« Ce large frappé sans bavures qui plaquait le domino. »
« […] (1945) (1946)
(Double-six ! A l’éclat du coup on reconnaissait la frappe de monsieur Lesprit. Il ne posait pas le domino, il le fracassait. Silacier s’accroupissait – monsieur Lesprit qui ne sait pas que je pousse la pièce mieux que lui – au bas de l’escalier intérieur du Cercle. Une rougeur planait sur le cimetière, derrière, et nimbait l’entour. Seul monsieur Lesprit avait ce large frappé sans bavures qui plaquait le domino sur le centre géométrique de la table, pas un millième de millimètre de bougement ne venant déranger l’ordre de ce commencement. Six-de-cinq ! un claquement comme enroué, c’était la main frêle de monsieur Chanette. Il ne posait pas le domino, il le proposait. Silacier bougea doucement. – Il ne sait pas qu’en dix parties je lui ravage oh pour le moins sept ou huit. – L’odeur du citron vert coupé à l’avance pour le punch montait lente et usante, jusqu’à l’extrême du tenir. Il était six heures et demie, le noir tombait raide, la veillée opaque des lampes mangeait d’un coup la rougeur du dehors et relayait le bruit des dominos jusqu’à l’accroupi clandestin qui surveillait d’en bas et notait les coups. Six-de-quatre – de l’autre côté, le docteur. Un bref trépidement, comme un tremblement d’air sur un coco sec. (Ah ! docteur il faut garder les six, il faut garder les six pour faire bouder. Tu ne comprends pas que c’est le quoi des tactiques, garder les six pour la fin des fins.) La serveuse passait, montait, descendait. Elle faisait partie du rêve de Silacier.

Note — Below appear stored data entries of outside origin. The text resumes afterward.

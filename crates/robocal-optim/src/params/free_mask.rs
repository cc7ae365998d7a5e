use nalgebra::DVector;
use robocal_core::Real;

use crate::error::EstimationError;

/// Boolean mask over the full parameter vector; `true` marks a selected entry.
#[derive(Debug, Clone, PartialEq, Eq)]
pub struct FreeMask {
    mask: Vec<bool>,
    free: Vec<usize>,
}

impl FreeMask {
    pub fn new(mask: Vec<bool>) -> Self {
        let free = mask
            .iter()
            .enumerate()
            .filter_map(|(i, f)| f.then_some(i))
            .collect();
        Self { mask, free }
    }

    /// Length of the full parameter vector this mask is aligned with.
    pub fn len(&self) -> usize {
        self.mask.len()
    }

    pub fn is_empty(&self) -> bool {
        self.mask.is_empty()
    }

    pub fn count_free(&self) -> usize {
        self.free.len()
    }

    /// Full-vector indices of the selected entries, ascending.
    pub fn free_indices(&self) -> &[usize] {
        &self.free
    }

    pub fn as_slice(&self) -> &[bool] {
        &self.mask
    }

    fn check_aligned(&self, len: usize) -> Result<(), EstimationError> {
        if len != self.mask.len() {
            return Err(EstimationError::MaskLength {
                expected: len,
                got: self.mask.len(),
            });
        }
        Ok(())
    }

    /// Selected entries of `full`, in order.
    pub fn extract(&self, full: &DVector<Real>) -> Result<DVector<Real>, EstimationError> {
        self.check_aligned(full.len())?;
        Ok(DVector::from_iterator(
            self.free.len(),
            self.free.iter().map(|&i| full[i]),
        ))
    }

    /// Copy of `baseline` with the selected entries overwritten, in order, by `subset`.
    pub fn expand(
        &self,
        baseline: &DVector<Real>,
        subset: &[Real],
    ) -> Result<DVector<Real>, EstimationError> {
        self.check_aligned(baseline.len())?;
        if subset.len() != self.free.len() {
            return Err(EstimationError::SubsetLength {
                expected: self.free.len(),
                got: subset.len(),
            });
        }
        let mut full = baseline.clone();
        for (&i, &v) in self.free.iter().zip(subset) {
            full[i] = v;
        }
        Ok(full)
    }

    /// Entries selected in either mask.
    pub fn union(&self, other: &FreeMask) -> Result<FreeMask, EstimationError> {
        self.check_aligned(other.len())?;
        Ok(FreeMask::new(
            self.mask.iter().zip(&other.mask).map(|(a, b)| *a || *b).collect(),
        ))
    }

    /// Positions within the free subset whose full-vector entry is also set in `other`.
    ///
    /// These are the optimization-vector columns a residual restricted to
    /// `other` can have non-zero derivatives in.
    pub fn free_columns(&self, other: &FreeMask) -> Result<Vec<usize>, EstimationError> {
        self.check_aligned(other.len())?;
        Ok(self
            .free
            .iter()
            .enumerate()
            .filter_map(|(col, &i)| other.mask[i].then_some(col))
            .collect())
    }
}

#[cfg(test)]
mod tests {
    use super::*;
    use nalgebra::dvector;

    fn mask() -> FreeMask {
        FreeMask::new(vec![false, true, true, false, true])
    }

    #[test]
    fn counts_and_indices() {
        let m = mask();
        assert_eq!(m.len(), 5);
        assert_eq!(m.count_free(), 3);
        assert_eq!(m.free_indices(), &[1, 2, 4]);
    }

    #[test]
    fn extract_then_expand_is_identity() {
        let m = mask();
        let full = dvector![1.0, 2.0, 3.0, 4.0, 5.0];
        let subset = m.extract(&full).unwrap();
        assert_eq!(subset, dvector![2.0, 3.0, 5.0]);
        assert_eq!(m.expand(&full, subset.as_slice()).unwrap(), full);
    }

    #[test]
    fn expand_only_touches_free_entries() {
        let m = mask();
        let baseline = dvector![1.0, 2.0, 3.0, 4.0, 5.0];
        let full = m.expand(&baseline, &[20.0, 30.0, 50.0]).unwrap();
        assert_eq!(full, dvector![1.0, 20.0, 30.0, 4.0, 50.0]);
        // baseline is not modified
        assert_eq!(baseline[1], 2.0);
    }

    #[test]
    fn expand_rejects_wrong_subset_length() {
        let baseline = DVector::zeros(5);
        assert_eq!(
            mask().expand(&baseline, &[1.0]).unwrap_err(),
            EstimationError::SubsetLength {
                expected: 3,
                got: 1
            }
        );
    }

    #[test]
    fn misaligned_vectors_are_rejected() {
        let short = DVector::zeros(4);
        assert!(matches!(
            mask().extract(&short),
            Err(EstimationError::MaskLength { .. })
        ));
    }

    #[test]
    fn free_columns_intersect_in_subset_coordinates() {
        let m = mask();
        let sparsity = FreeMask::new(vec![true, false, true, true, true]);
        // free entries 1, 2, 4 -> columns 0, 1, 2; sparsity keeps 2 and 4
        assert_eq!(m.free_columns(&sparsity).unwrap(), vec![1, 2]);
    }

    #[test]
    fn union_selects_either() {
        let other = FreeMask::new(vec![true, false, false, false, true]);
        let u = mask().union(&other).unwrap();
        assert_eq!(u.free_indices(), &[0, 1, 2, 4]);
        assert!(mask().union(&FreeMask::new(vec![true])).is_err());
    }

    #[test]
    fn empty_mask_has_no_free_entries() {
        let m = FreeMask::new(vec![false; 3]);
        let full = dvector![1.0, 2.0, 3.0];
        assert_eq!(m.extract(&full).unwrap().len(), 0);
        assert_eq!(m.expand(&full, &[]).unwrap(), full);
    }
}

Double-cinq. Tapada ! Monsieur Lesprit avait tous les doubles. Depuis le fond de l’Océanie on discute pour savoir si c’est mieux d’avoir les doubles ou de n’avoir pas. Le double fait marquer le pas, mais il faut qu’on te prépare le chemin. Avec le double tu dis à l’autre : reste encore un peu sur le bord. Mais sans double tu peux courir au plus vite. Le double-as te donne chance, mais le double-blanc c’est tray sans marmaille. Double-deux tu danses la ronde, double-trois le pas trébuche à tout coup. Double-quatre la maison est carrée, double-cinq ta guerre a bien profité !
Mais au loin du rêve de Silacier la partie basculait dans le tournoiement, la cascade, l’ivresse, dans la légende plus véritable que toute histoire bien tracée – car, à peine le troisième domino posé, le docteur avait soudainement défié monsieur Lesprit de remporter en qualité de secrétaire de mairie les élections proches.
Et il est vrai que nous ne savons certes pas tresser la paille de nos vies, que nous ne savons pas forger l’écaille de nos toits, que nous ne savons pas même orner les pots pendus à nos futailles, ni haïr des dieux, ni démener nos lois, ni rire en nos aïeux ni pleurer l’enfance future (qui nous dira pourquoi nous chuchotons du fond de nos gorges, pourquoi soudain nous crions des tempêtes sur nos voisins, pourquoi nous délaçons l’ombre qui nous précède et fuyons l’ombre qui nous suit), que nous ne savons pas avec patience tracer au feu les lignes de nos mains ni denteler la poignée de nos coutelas. – Mais il est hors de doute, depuis ces temps que nous venons au vent d’illusion si doucement nommé alizé, il est absolument hors d’aucun doute que nous savons remplir les urnes.
Le docteur était socialiste indépendant gaulliste colonial, monsieur Lesprit était monsieur Lesprit, le maire était le maire, et tout ceci resterait entre gens du Cercle, mais le secrétaire de mairie était aussi le Chronique de la commune, il savait ce qui était « advenu » ou pouvait « advenir » dans cette mairie – avant d’accepter le défi et d’en fixer l’enjeu il exposait honnête au docteur le déroulement des choses, entre deux claquements de dominos comme deux exécutions d’infortunés aventurés trop près des urnes.) […] »
GLISSANT (Édouard), Malemort. , 1975, Paris, aux éditions du Seuil, 233 pages, Deuxième partie « Datations », chapitre « (1945) (1946) », pages 71 et suivantes.